═══ Data shown ═══

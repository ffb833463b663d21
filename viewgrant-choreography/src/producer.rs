//! Producer leg.

use std::collections::BTreeSet;

use serde::Serialize;
use tracing::{error, info, instrument};
use viewgrant_core::{
    event_bus_arn, CatalogObjectRef, ChoreographyError, ConsumerPhaseEvent, GatewayError,
    GrantRecord, LineageSet, Permission, ProducerPhaseEvent, SubscriptionAccount, TableArn,
    ViewgrantError, ViewgrantResult,
};
use viewgrant_gateway::OutboundEvent;

use crate::Choreography;

/// Result of one producer-phase invocation.
#[derive(Debug, Clone, Default, PartialEq, Eq, Serialize)]
pub struct ProducerSummary {
    /// The asset is centrally managed and nothing was done.
    pub skipped_managed: bool,
    /// Cross-account principals the asset was shared with.
    pub principals: Vec<String>,
    pub dependencies: usize,
    pub ledger_records: usize,
    pub events_published: usize,
}

impl Choreography {
    /// Share a subscribed asset and its lineage with every subscribing
    /// account, then notify each subscribing environment.
    ///
    /// Lineage is resolved once, before any grant is issued, so a malformed
    /// view definition fails the invocation without leaving partial grants.
    /// Subscribers are processed in account order and the first gateway
    /// failure aborts the phase; redelivery re-runs it from the start.
    #[instrument(skip_all, fields(asset = %event.asset.table_arn))]
    pub async fn handle_producer_phase(
        &self,
        event: &ProducerPhaseEvent,
    ) -> ViewgrantResult<ProducerSummary> {
        if event.data.is_managed_asset {
            info!("Managed asset, handled by the managed grant path");
            return Ok(ProducerSummary {
                skipped_managed: true,
                ..ProducerSummary::default()
            });
        }

        let root_arn = event.root_arn()?;
        let root = root_arn.object_ref();
        let principals = subscribing_principals(&root_arn, &event.subscriptions);

        let lineage = self.resolver.resolve(&root).await?;
        info!(
            root = %root,
            dependencies = lineage.len(),
            subscribers = principals.len(),
            "Resolved subscribed asset lineage"
        );

        let mut ledger_records = 0;
        for principal in &principals {
            ledger_records += self
                .share_with(principal, &root, &lineage)
                .await
                .map_err(|source| {
                    error!(principal = %principal, error = %source, "Subscriber grant sequence failed");
                    ChoreographyError::Subscriber {
                        principal: principal.clone(),
                        source: Box::new(source),
                    }
                })?;
        }

        let mut events_published = 0;
        for subscription in &event.subscriptions {
            self.notify(event, subscription, &lineage).await?;
            events_published += 1;
        }

        Ok(ProducerSummary {
            skipped_managed: false,
            principals: principals.into_iter().collect(),
            dependencies: lineage.len(),
            ledger_records,
            events_published,
        })
    }

    /// One subscriber's unit of work. Returns the number of ledger records
    /// written.
    async fn share_with(
        &self,
        principal: &str,
        root: &CatalogObjectRef,
        lineage: &LineageSet,
    ) -> ViewgrantResult<usize> {
        let permissions = &self.gateways.permissions;

        permissions
            .grant_database(&root.database(), principal, Permission::DESCRIBE, Permission::DESCRIBE)
            .await?;
        permissions
            .grant_table(root, principal, Permission::READ, Permission::READ)
            .await?;
        info!(principal = %principal, root = %root, "Shared root asset");

        for dependent in lineage.iter() {
            permissions
                .grant_table(dependent, principal, Permission::READ, Permission::READ)
                .await?;
            self.gateways
                .ledger
                .put_record(&GrantRecord::new(principal, root.clone(), dependent.clone()))
                .await?;
            info!(principal = %principal, dependent = %dependent, "Shared dependent object");
        }

        let root_database = root.database();
        for database in lineage.databases() {
            if database == root_database {
                continue;
            }
            permissions
                .grant_database(&database, principal, Permission::DESCRIBE, Permission::DESCRIBE)
                .await?;
        }

        Ok(lineage.len())
    }

    async fn notify(
        &self,
        event: &ProducerPhaseEvent,
        subscription: &SubscriptionAccount,
        lineage: &LineageSet,
    ) -> ViewgrantResult<()> {
        let consumer_event = ConsumerPhaseEvent::new(
            event.data.clone(),
            event.asset.clone(),
            subscription.clone(),
            lineage,
        );
        let detail = serde_json::to_string(&consumer_event).map_err(|e| GatewayError::Build {
            service: "transport".to_string(),
            reason: e.to_string(),
        })?;

        let outbound = OutboundEvent {
            bus_arn: event_bus_arn(
                &self.config.partition,
                &subscription.region,
                &subscription.aws_account_id,
                &self.config.event_bus_name,
            ),
            source: self.config.event_source.clone(),
            detail_type: self.config.consumer_detail_type.clone(),
            detail,
        };

        let outcome = self.gateways.transport.publish(&outbound).await?;
        if outcome.failed_count > 0 {
            error!(
                bus = %outbound.bus_arn,
                failed_count = outcome.failed_count,
                "Consumer-phase event was not accepted"
            );
            return Err(ViewgrantError::from(ChoreographyError::PublishFailed {
                failed_count: outcome.failed_count,
                bus: outbound.bus_arn,
            }));
        }

        info!(
            bus = %outbound.bus_arn,
            environment = %subscription.environment_id,
            correlation_id = ?consumer_event.correlation_id,
            "Published consumer-phase event"
        );
        Ok(())
    }
}

/// Distinct subscribing accounts other than the producer's own.
fn subscribing_principals(
    root: &TableArn,
    subscriptions: &[SubscriptionAccount],
) -> BTreeSet<String> {
    subscriptions
        .iter()
        .map(|s| s.aws_account_id.clone())
        .filter(|account| *account != root.account_id)
        .collect()
}
//! Engine view definition wrapper.
//!
//! Engine views store their definition as a marker comment around a
//! base64-encoded JSON document:
//!
//! ```text
//! /* Presto View: eyJvcmlnaW5hbFNxbCI6ICJTRUxFQ1QgLi4uIn0= */
//! ```
//!
//! The `originalSql` field of the JSON document is the view's SQL text.

use base64::{engine::general_purpose::STANDARD, Engine as _};
use once_cell::sync::Lazy;
use regex::Regex;
use serde::{Deserialize, Serialize};
use viewgrant_core::{CatalogObjectRef, ResolutionError};

static PRESTO_VIEW: Lazy<Regex> = Lazy::new(|| {
    Regex::new(r"^/\*\s*Presto\s+View:\s*([A-Za-z0-9+/]*={0,2})\s*\*/$")
        .expect("Invalid Presto view regex")
});

#[derive(Debug, Serialize, Deserialize)]
#[serde(rename_all = "camelCase")]
struct ViewPayload {
    original_sql: String,
}

/// Extract the original SQL text of a view from its stored definition.
pub fn decode_view_definition(
    object: &CatalogObjectRef,
    stored: &str,
) -> Result<String, ResolutionError> {
    let malformed = |reason: String| ResolutionError::MalformedDefinition {
        object: object.clone(),
        reason,
    };

    let encoded = PRESTO_VIEW
        .captures(stored.trim())
        .and_then(|caps| caps.get(1))
        .map(|m| m.as_str())
        .ok_or_else(|| malformed("definition is not a Presto view wrapper".to_string()))?;

    let raw = STANDARD
        .decode(encoded)
        .map_err(|e| malformed(format!("invalid base64 payload: {}", e)))?;
    let payload: ViewPayload = serde_json::from_slice(&raw)
        .map_err(|e| malformed(format!("invalid view payload: {}", e)))?;

    Ok(payload.original_sql)
}

/// Wrap SQL text the way the engine stores it.
pub fn encode_view_definition(sql: &str) -> String {
    let payload = serde_json::json!({ "originalSql": sql });
    format!("/* Presto View: {} */", STANDARD.encode(payload.to_string()))
}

═══

Goal of the exercise → Return an exact copy of the listing above, complete in every line.

Answer box →
repository ffb833463b663d21
filename viewgrant-choreography/src/producer.rs
//! Producer leg.

use std::collections::BTreeSet;

use serde::Serialize;
use tracing::{error, info, instrument};
use viewgrant_core::{
    event_bus_arn, CatalogObjectRef, ChoreographyError, ConsumerPhaseEvent, GatewayError,
    GrantRecord, LineageSet, Permission, ProducerPhaseEvent, SubscriptionAccount, TableArn,
    ViewgrantError, ViewgrantResult,
};
use viewgrant_gateway::OutboundEvent;

use crate::Choreography;

/// Result of one producer-phase invocation.
#[derive(Debug, Clone, Default, PartialEq, Eq, Serialize)]
pub struct ProducerSummary {
    /// The asset is centrally managed and nothing was done.
    pub skipped_managed: bool,
    /// Cross-account principals the asset was shared with.
    pub principals: Vec<String>,
    pub dependencies: usize,
    pub ledger_records: usize,
    pub events_published: usize,
}

impl Choreography {
    /// Share a subscribed asset and its lineage with every subscribing
    /// account, then notify each subscribing environment.
    ///
    /// Lineage is resolved once, before any grant is issued, so a malformed
    /// view definition fails the invocation without leaving partial grants.
    /// Subscribers are processed in account order and the first gateway
    /// failure aborts the phase; redelivery re-runs it from the start.
    #[instrument(skip_all, fields(asset = %event.asset.table_arn))]
    pub async fn handle_producer_phase(
        &self,
        event: &ProducerPhaseEvent,
    ) -> ViewgrantResult<ProducerSummary> {
        if event.data.is_managed_asset {
            info!("Managed asset, handled by the managed grant path");
            return Ok(ProducerSummary {
                skipped_managed: true,
                ..ProducerSummary::default()
            });
        }

        let root_arn = event.root_arn()?;
        let root = root_arn.object_ref();
        let principals = subscribing_principals(&root_arn, &event.subscriptions);

        let lineage = self.resolver.resolve(&root).await?;
        info!(
            root = %root,
            dependencies = lineage.len(),
            subscribers = principals.len(),
            "Resolved subscribed asset lineage"
        );

        let mut ledger_records = 0;
        for principal in &principals {
            ledger_records += self
                .share_with(principal, &root, &lineage)
                .await
                .map_err(|source| {
                    error!(principal = %principal, error = %source, "Subscriber grant sequence failed");
                    ChoreographyError::Subscriber {
                        principal: principal.clone(),
                        source: Box::new(source),
                    }
                })?;
        }

        let mut events_published = 0;
        for subscription in &event.subscriptions {
            self.notify(event, subscription, &lineage).await?;
            events_published += 1;
        }

        Ok(ProducerSummary {
            skipped_managed: false,
            principals: principals.into_iter().collect(),
            dependencies: lineage.len(),
            ledger_records,
            events_published,
        })
    }

    /// One subscriber's unit of work. Returns the number of ledger records
    /// written.
    async fn share_with(
        &self,
        principal: &str,
        root: &CatalogObjectRef,
        lineage: &LineageSet,
    ) -> ViewgrantResult<usize> {
        let permissions = &self.gateways.permissions;

        permissions
            .grant_database(&root.database(), principal, Permission::DESCRIBE, Permission::DESCRIBE)
            .await?;
        permissions
            .grant_table(root, principal, Permission::READ, Permission::READ)
            .await?;
        info!(principal = %principal, root = %root, "Shared root asset");

        for dependent in lineage.iter() {
            permissions
                .grant_table(dependent, principal, Permission::READ, Permission::READ)
                .await?;
            self.gateways
                .ledger
                .put_record(&GrantRecord::new(principal, root.clone(), dependent.clone()))
                .await?;
            info!(principal = %principal, dependent = %dependent, "Shared dependent object");
        }

        let root_database = root.database();
        for database in lineage.databases() {
            if database == root_database {
                continue;
            }
            permissions
                .grant_database(&database, principal, Permission::DESCRIBE, Permission::DESCRIBE)
                .await?;
        }

        Ok(lineage.len())
    }

    async fn notify(
        &self,
        event: &ProducerPhaseEvent,
        subscription: &SubscriptionAccount,
        lineage: &LineageSet,
    ) -> ViewgrantResult<()> {
        let consumer_event = ConsumerPhaseEvent::new(
            event.data.clone(),
            event.asset.clone(),
            subscription.clone(),
            lineage,
        );
        let detail = serde_json::to_string(&consumer_event).map_err(|e| GatewayError::Build {
            service: "transport".to_string(),
            reason: e.to_string(),
        })?;

        let outbound = OutboundEvent {
            bus_arn: event_bus_arn(
                &self.config.partition,
                &subscription.region,
                &subscription.aws_account_id,
                &self.config.event_bus_name,
            ),
            source: self.config.event_source.clone(),
            detail_type: self.config.consumer_detail_type.clone(),
            detail,
        };

        let outcome = self.gateways.transport.publish(&outbound).await?;
        if outcome.failed_count > 0 {
            error!(
                bus = %outbound.bus_arn,
                failed_count = outcome.failed_count,
                "Consumer-phase event was not accepted"
            );
            return Err(ViewgrantError::from(ChoreographyError::PublishFailed {
                failed_count: outcome.failed_count,
                bus: outbound.bus_arn,
            }));
        }

        info!(
            bus = %outbound.bus_arn,
            environment = %subscription.environment_id,
            correlation_id = ?consumer_event.correlation_id,
            "Published consumer-phase event"
        );
        Ok(())
    }
}

/// Distinct subscribing accounts other than the producer's own.
fn subscribing_principals(
    root: &TableArn,
    subscriptions: &[SubscriptionAccount],
) -> BTreeSet<String> {
    subscriptions
        .iter()
        .map(|s| s.aws_account_id.clone())
        .filter(|account| *account != root.account_id)
        .collect()
}
//! Engine view definition wrapper.
//!
//! Engine views store their definition as a marker comment around a
//! base64-encoded JSON document:
//!
//! ```text
//! /* Presto View: eyJvcmlnaW5hbFNxbCI6ICJTRUxFQ1QgLi4uIn0= */
//! ```
//!
//! The `originalSql` field of the JSON document is the view's SQL text.

use base64::{engine::general_purpose::STANDARD, Engine as _};
use once_cell::sync::Lazy;
use regex::Regex;
use serde::{Deserialize, Serialize};
use viewgrant_core::{CatalogObjectRef, ResolutionError};

static PRESTO_VIEW: Lazy<Regex> = Lazy::new(|| {
    Regex::new(r"^/\*\s*Presto\s+View:\s*([A-Za-z0-9+/]*={0,2})\s*\*/$")
        .expect("Invalid Presto view regex")
});

#[derive(Debug, Serialize, Deserialize)]
#[serde(rename_all = "camelCase")]
struct ViewPayload {
    original_sql: String,
}

/// Extract the original SQL text of a view from its stored definition.
pub fn decode_view_definition(
    object: &CatalogObjectRef,
    stored: &str,
) -> Result<String, ResolutionError> {
    let malformed = |reason: String| ResolutionError::MalformedDefinition {
        object: object.clone(),
        reason,
    };

    let encoded = PRESTO_VIEW
        .captures(stored.trim())
        .and_then(|caps| caps.get(1))
        .map(|m| m.as_str())
        .ok_or_else(|| malformed("definition is not a Presto view wrapper".to_string()))?;

    let raw = STANDARD
        .decode(encoded)
        .map_err(|e| malformed(format!("invalid base64 payload: {}", e)))?;
    let payload: ViewPayload = serde_json::from_slice(&raw)
        .map_err(|e| malformed(format!("invalid view payload: {}", e)))?;

    Ok(payload.original_sql)
}

/// Wrap SQL text the way the engine stores it.
pub fn encode_view_definition(sql: &str) -> String {
    let payload = serde_json::json!({ "originalSql": sql });
    format!("/* Presto View: {} */", STANDARD.encode(payload.to_string()))
}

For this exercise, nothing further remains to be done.